Sometimes, as a matter of chance, some columns in our bootstrap sample will be empty. That is, there’ll be no observation \((W_i^\star, X_i^\star, Y_i^\star)\) where \((W_i^\star, X_i^\star)\) matches a particular pair \((w,x)\) that occurs in the population. The result is that there’s no obvious way to define the column mean \(\hat\mu^\star(w,x)\) for that pair. By passing default=mean(Ystar) we’re saying that if we have an empty column, we’ll define \(\hat\mu(w,x)\) for that column to be the mean outcome in the bootstrap sample, i.e., \(\frac{1}{n}\sum_{i=1}^n Y_i^\star\). This is a pretty arbitrary decision, but if getting an empty column is rare (e.g. 15 times in 10,000 bootstrap samples), it doesn’t have all that much impact on the results.

The way R code tends to be written helps us ignore this issue. We’ll get an NA most ways of asking for the mean of an empty set and ggplot will just ignore rows with NAs. when plotting. Maybe we’ll get a warning, but you get in the habit of ignoring those. I didn’t notice it happening here until it was brought to my attention in this week’s Friday lab session/office hours.

This isn’t really a bootstrap problem. It’s also possible that there’ll be no observation \((W_i, X_i, Y_i)\) in our sample with \((W_i, X_i)\) equal to a particular pair \((w,x)\) that occurs in the population. When that happens, there’s no obvious way to define the column mean \(\hat\mu(w,x)\) for that pair. If our estimator \(\hat\theta\) is specified in terms of \(\hat\mu(w,x)\), then it means our estimator is undefined when we get an empty column in our sample. In theoretical terms—because an estimator is a function of the sample that gives us a (not undefined) number—that means the thing we’ve specified is not an estimator. To make it an estimator, we can specify—for each pair \((w,x)\)—what \(\hat\mu(w,x)\) should be if the column \((w,x)\) happens to be empty in our sample.

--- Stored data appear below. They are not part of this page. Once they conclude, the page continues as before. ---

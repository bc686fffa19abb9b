//! Core HTTP operations with client-side rate limiting
//!
//! Every outbound request (listing page, resolution feed and binary
//! transfers) goes through one [`HttpHandler`] so the configured request
//! rate holds across the whole pipeline. Status handling is left to the
//! caller, each of which maps failures into its own error type.

use std::num::NonZeroU32;
use std::time::Duration;

use governor::{clock::DefaultClock, state::InMemoryState, Jitter, Quota, RateLimiter};
use reqwest::header::{ACCEPT, ACCEPT_LANGUAGE, USER_AGENT};
use reqwest::{Client, Response};

use crate::constants::http;
use crate::errors::{DownloadError, DownloadResult};

type DirectRateLimiter = RateLimiter<governor::state::NotKeyed, InMemoryState, DefaultClock>;

/// Rate-limited HTTP operations handler
#[derive(Debug)]
pub struct HttpHandler {
    client: Client,
    rate_limiter: DirectRateLimiter,
}

impl HttpHandler {
    /// Creates a new HttpHandler with the given client and rate limiting
    ///
    /// # Arguments
    ///
    /// * `client` - The HTTP client to use for requests
    /// * `rate_limit_rps` - Requests per second rate limit
    ///
    /// # Errors
    ///
    /// Returns `DownloadError::ConfigurationError` if the rate is zero
    pub fn new(client: Client, rate_limit_rps: u32) -> DownloadResult<Self> {
        let rate_limiter = Self::build_rate_limiter(rate_limit_rps)?;
        Ok(Self {
            client,
            rate_limiter,
        })
    }

    fn build_rate_limiter(rate_limit_rps: u32) -> DownloadResult<DirectRateLimiter> {
        let rps = NonZeroU32::new(rate_limit_rps).ok_or_else(|| {
            DownloadError::ConfigurationError("Rate limit must be non-zero".to_string())
        })?;
        Ok(RateLimiter::direct(Quota::per_second(rps)))
    }

    async fn throttle(&self) {
        self.rate_limiter
            .until_ready_with_jitter(Jitter::up_to(Duration::from_millis(50)))
            .await;
    }

    /// Fetches a page or document with browser-like headers
    ///
    /// # Arguments
    ///
    /// * `url` - The URL to fetch
    /// * `accept` - Value for the `Accept` header
    ///
    /// # Errors
    ///
    /// Returns the transport error; non-2xx statuses are not errors here
    pub async fn get_document(&self, url: &str, accept: &str) -> reqwest::Result<Response> {
        self.throttle().await;
        tracing::debug!("GET {}", url);

        self.client
            .get(url)
            .header(ACCEPT, accept)
            .header(ACCEPT_LANGUAGE, http::ACCEPT_LANGUAGE)
            .send()
            .await
    }

    /// Starts a binary transfer with the fixed downloader user agent
    ///
    /// The response body is not read; callers stream it.
    pub async fn get_binary(&self, url: &str) -> reqwest::Result<Response> {
        self.throttle().await;
        tracing::debug!("GET (binary) {}", url);

        self.client
            .get(url)
            .header(USER_AGENT, http::DOWNLOAD_USER_AGENT)
            .send()
            .await
    }
}
//! Output directory management and existence index
//!
//! [`LocalStore`] owns the output root. It answers "is this file already
//! downloaded?" across the legacy bucket layout, creates year buckets on
//! demand and computes final paths without touching the filesystem.

pub mod path;

use std::path::{Path, PathBuf};

use async_trait::async_trait;
use tracing::{debug, error};

use crate::app::models::Item;
use crate::app::traits::ItemStore;
use crate::errors::{StorageError, StorageResult};

pub use path::PathGenerator;

/// Filesystem-backed item store rooted at the output directory
#[derive(Debug, Clone)]
pub struct LocalStore {
    root: PathBuf,
}

impl LocalStore {
    /// Create a store rooted at `root`; nothing is created yet
    pub fn new(root: impl Into<PathBuf>) -> Self {
        Self { root: root.into() }
    }
}

#[async_trait]
impl ItemStore for LocalStore {
    async fn exists(&self, filename: &str) -> bool {
        for candidate in PathGenerator::existence_candidates(&self.root, filename) {
            if tokio::fs::try_exists(&candidate).await.unwrap_or(false) {
                debug!(path = %candidate.display(), "File already exists");
                return true;
            }
        }
        false
    }

    fn output_directory(&self) -> &Path {
        &self.root
    }

    async fn ensure_directory(&self, item: &Item) -> StorageResult<PathBuf> {
        let dir = PathGenerator::bucket_dir(&self.root, item);

        tokio::fs::create_dir_all(&dir).await.map_err(|source| {
            error!(path = %dir.display(), error = %source, "Failed to create directory");
            StorageError::CreateDirectory {
                path: dir.clone(),
                source,
            }
        })?;

        debug!(path = %dir.display(), "Directory created/verified");
        Ok(dir)
    }

    fn file_path(&self, item: &Item) -> PathBuf {
        PathGenerator::file_path(&self.root, item)
    }
}
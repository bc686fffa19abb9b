//! Command-line argument parsing for Clip Fetcher
//!
//! This module defines the CLI structure using clap derive macros:
//! downloading all or one clip, checking for new clips and managing the
//! configuration file.

use std::path::PathBuf;

use clap::{Args, Parser, Subcommand};

/// Clip Fetcher - Mirror published music clips locally
#[derive(Parser, Debug)]
#[command(
    name = "clip_fetcher",
    version,
    about = "Download published music clips into a year-organized folder",
    long_about = "Lists the published music clips, resolves their download links and saves new
clips under <output>/<year>/. Already downloaded clips are skipped."
)]
pub struct Cli {
    /// Global options
    #[command(flatten)]
    pub global: GlobalArgs,

    /// Subcommands
    #[command(subcommand)]
    pub command: Commands,
}

/// Global arguments available to all subcommands
#[derive(Args, Debug)]
pub struct GlobalArgs {
    /// Enable verbose logging
    #[arg(short, long, global = true)]
    pub verbose: bool,

    /// Very verbose logging (debug level)
    #[arg(long, global = true)]
    pub very_verbose: bool,

    /// Quiet mode - suppress non-essential output
    #[arg(short, long, global = true)]
    pub quiet: bool,

    /// Configuration file path
    #[arg(long, global = true, value_name = "FILE")]
    pub config: Option<PathBuf>,

    /// Output directory for this run (overrides the config file)
    #[arg(short, long, global = true, value_name = "DIR")]
    pub output_dir: Option<PathBuf>,
}

/// Available CLI commands
#[derive(Subcommand, Debug)]
pub enum Commands {
    /// Download clips
    Download(DownloadArgs),

    /// List clips that are not downloaded yet
    Check,

    /// Manage the configuration file
    Config(ConfigArgs),
}

/// Arguments for the download command
#[derive(Args, Debug)]
pub struct DownloadArgs {
    #[command(subcommand)]
    pub target: DownloadTarget,
}

/// What to download
#[derive(Subcommand, Debug, Clone, PartialEq)]
pub enum DownloadTarget {
    /// Download every clip not yet present
    All,

    /// Download one clip by its exact title
    Title {
        /// Clip title as shown on the listing page
        #[arg(value_name = "TITLE")]
        title: String,
    },
}

/// Arguments for configuration management
#[derive(Args, Debug)]
pub struct ConfigArgs {
    #[command(subcommand)]
    pub action: ConfigAction,
}

/// Configuration actions
#[derive(Subcommand, Debug, Clone, PartialEq)]
pub enum ConfigAction {
    /// Set and create the output directory
    OutputDir {
        /// New output directory; `~` is expanded
        #[arg(value_name = "PATH")]
        path: PathBuf,
    },

    /// Print the effective configuration
    Show,
}

impl Cli {
    /// Parse command line arguments
    pub fn parse_args() -> Self {
        Self::parse()
    }

    /// Get the logging level from the flags, else from `configured`
    ///
    /// Unknown configured levels fall back to info.
    pub fn log_level(&self, configured: &str) -> tracing::Level {
        if self.global.quiet {
            tracing::Level::ERROR
        } else if self.global.very_verbose {
            tracing::Level::DEBUG
        } else if self.global.verbose {
            tracing::Level::INFO
        } else {
            configured.parse().unwrap_or(tracing::Level::INFO)
        }
    }
}
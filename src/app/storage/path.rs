//! File path generation and organization
//!
//! Items are written to `{root}/{year}/{filename}` or
//! `{root}/other/{filename}`. The existence check additionally probes a
//! fixed list of legacy buckets and the flat root, so files organized
//! before the bucket scheme are still recognized.

use std::path::{Path, PathBuf};

use crate::app::models::Item;
use crate::constants::files;

/// Path generation utility for output files
pub struct PathGenerator;

impl PathGenerator {
    /// Bucket directory an item is written to
    pub fn bucket_dir(root: &Path, item: &Item) -> PathBuf {
        root.join(item.bucket())
    }

    /// Final path an item is written to
    pub fn file_path(root: &Path, item: &Item) -> PathBuf {
        Self::bucket_dir(root, item).join(item.filename())
    }

    /// Sibling temporary path used while streaming
    pub fn temp_path(final_path: &Path) -> PathBuf {
        let mut name = final_path.as_os_str().to_owned();
        name.push(files::TEMP_FILE_SUFFIX);
        PathBuf::from(name)
    }

    /// Locations probed by the existence check, in order
    ///
    /// Only the hardcoded legacy buckets are probed, then the root. A file
    /// written to a bucket outside that list is not found here.
    pub fn existence_candidates(root: &Path, filename: &str) -> Vec<PathBuf> {
        files::LEGACY_BUCKETS
            .iter()
            .map(|bucket| root.join(bucket).join(filename))
            .chain(std::iter::once(root.join(filename)))
            .collect()
    }
}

Here what I’ve done is to make \(\hat\mu(w,x)=\bar Y\) when the column \((w,x)\) is empty in our sample.2 Once we have an actual estimator, the bootstrap issue is resolved; my decision that \(\hat\mu(w,x) = \bar Y\) for empty columns in the sample tells us that \(\hat\mu^\star(w,x)=\bar Y^\star\) in the bootstrap sample.

We tend to encounter this ‘not-really-an-estimator problem’ when we’re bootstrapping or using simulated data to calculate coverage. The reason for this is that, if we get a point estimate of ‘undefined’, there’s no point in calibrating an interval estimate around it and calculating its coverage. We choose a different point estimator. This reflects a meaningful difference between the way we talk about estimators formally (in terms of what would happen in infinitely many imaginary studies) and informally (as a way of getting an estimate in the one study we’ve actually run).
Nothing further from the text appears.